Extinction lists from the IUCN Red List, ordinances from Brazilian Ministry of the Environment nº 444 e 445 (17/Dec/2014) and lists produced by the Chico Mendes Institute for Biodiversity Conservation (ICMBio) were analysed in the present paper. Lists from these governmental entities were subsequently used by the Brazilian Institute of Geography and Statistics (IBGE) in its Ecosystem Accounts from 2020.


Table 1. Number of category changes that occurred between 2007 and 2021, as well as the proportion of criteria with non-genuine (when new data, taxonomic revision and others become available), genuine and hybrid motivations of the IUCN Red List.

Motivation | Changes | Proportion| Improved | Worsened | Same
|------------|:--------:|:---------:|:--------:|:------:|:---:|
Non-genuine | 8288 | 88,31% | 3756 | 4474 | 58
Genuine | 1092 | 11,64% | 163 | 921 | 8
Hybrid | 5 | 0,05% | 5 | 0 | 0
Total | 9385 | 100,00% | 3924 | 5395 | 66


IUCN Red List points 20 species as extinct in Brazil in its Dec/2021 update. Regionally extinct species, such as sharks, may migrate territory without necessarily damaging ecological function.
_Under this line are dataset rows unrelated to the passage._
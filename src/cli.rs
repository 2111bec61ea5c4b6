use anyhow::Result;
use clap::Parser;
use log::{debug, info};
use std::path::PathBuf;

use crate::assembler::{ConflictPolicy, Info};
use crate::compiler::{CompileOptions, SwgCompiler};
use crate::serializer::OutputFormat;

/// Assemble a Swagger document from documentation blocks in source comments
#[derive(Parser, Debug)]
#[command(name = "swagger-from-comments")]
#[command(author, version, about, long_about = None)]
pub struct CliArgs {
    /// Source folders to scan for documentation blocks
    #[arg(value_name = "FOLDER", required = true)]
    pub folders: Vec<PathBuf>,

    /// Output format (json or yaml)
    #[arg(short = 'f', long = "format", value_enum, default_value = "json")]
    pub output_format: OutputFormat,

    /// Output file path (if not specified, outputs to stdout)
    #[arg(short = 'o', long = "output", value_name = "FILE")]
    pub output_path: Option<PathBuf>,

    /// API title for the info section
    #[arg(long = "title", default_value = "Generated API")]
    pub title: String,

    /// API version for the info section
    #[arg(long = "api-version", default_value = "1.0.0", value_name = "VERSION")]
    pub api_version: String,

    /// API description for the info section
    #[arg(long = "description")]
    pub description: Option<String>,

    /// Host to record in the document, e.g. api.example.com
    #[arg(long = "host")]
    pub host: Option<String>,

    /// Base path to record in the document, e.g. /v1
    #[arg(long = "base-path", value_name = "PATH")]
    pub base_path: Option<String>,

    /// Only scan files with this extension (repeatable; default: all files)
    #[arg(long = "ext", value_name = "EXT")]
    pub extensions: Vec<String>,

    /// Directory name to skip, in addition to the defaults (repeatable)
    #[arg(long = "exclude", value_name = "NAME")]
    pub excluded: Vec<String>,

    /// What to do when two blocks declare the same operation or definition
    #[arg(long = "on-conflict", value_enum, default_value = "overwrite")]
    pub on_conflict: ConflictPolicy,

    /// Enable verbose output
    #[arg(short = 'v', long = "verbose")]
    pub verbose: bool,
}

impl CliArgs {
    /// Translate the flags into library options.
    pub fn compile_options(&self) -> CompileOptions {
        let mut options = CompileOptions {
            info: Info {
                title: self.title.clone(),
                version: self.api_version.clone(),
                description: self.description.clone(),
            },
            host: self.host.clone(),
            base_path: self.base_path.clone(),
            conflict_policy: self.on_conflict,
            ..CompileOptions::default()
        };
        if !self.extensions.is_empty() {
            options.scan.extensions = Some(
                self.extensions
                    .iter()
                    .map(|ext| ext.trim_start_matches('.').to_ascii_lowercase())
                    .collect(),
            );
        }
        options
            .scan
            .excluded
            .extend(self.excluded.iter().cloned());
        options
    }
}

/// Parse command line arguments
pub fn parse_args() -> Result<CliArgs> {
    let args = CliArgs::parse();
    parse_args_from_parsed(args)
}

/// Validate and log already-parsed arguments
pub fn parse_args_from_parsed(args: CliArgs) -> Result<CliArgs> {
    debug!("Parsed arguments: {:?}", args);

    for folder in &args.folders {
        if !folder.exists() {
            anyhow::bail!("Folder does not exist: {}", folder.display());
        }
        if !folder.is_dir() {
            anyhow::bail!("Not a directory: {}", folder.display());
        }
        info!("Source folder: {}", folder.display());
    }

    info!("Output format: {:?}", args.output_format);
    if let Some(ref output) = args.output_path {
        info!("Output file: {}", output.display());
    } else {
        info!("Output: stdout");
    }

    Ok(args)
}

/// Run the main workflow
pub fn run(args: CliArgs) -> Result<()> {
    use crate::serializer::{render, write_to_file};

    info!("Starting Swagger document generation...");

    // Step 1: Configure the compiler
    let mut compiler = SwgCompiler::new().with_options(args.compile_options());
    for folder in &args.folders {
        compiler.add_folder(folder);
    }

    // Step 2: Compile the registered folders into a document
    let compilation = compiler.compile()?;
    info!("Swagger document assembled");

    // Step 3: Serialize to requested format
    info!("Serializing to {:?} format...", args.output_format);
    let content = render(&compilation.document, args.output_format)?;

    // Step 4: Output to file or stdout
    if let Some(output_path) = &args.output_path {
        info!("Writing output to: {}", output_path.display());
        write_to_file(&content, output_path)?;
        info!(
            "Successfully wrote Swagger document to {}",
            output_path.display()
        );
    } else {
        println!("{}", content);
    }

    // Step 5: Display summary
    info!("Generation complete!");
    info!("Summary:");
    info!("  - Paths: {}", compilation.document.paths.len());
    info!("  - Definitions: {}", compilation.document.definitions.len());
    info!("  - Diagnostics: {}", compilation.diagnostics.len());

    Ok(())
}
In the Red List, five plant species were observed extinct, all poorly collected and restricted to relatively small patches of Rio de Janeiro state, however their biological families are far from danger (Myrtaceae and Sapotaceae). Still, more recent studies made progress in the ecology of various animal species, such as the scarab Megadytes ducalis, which may aid in its rediscovery.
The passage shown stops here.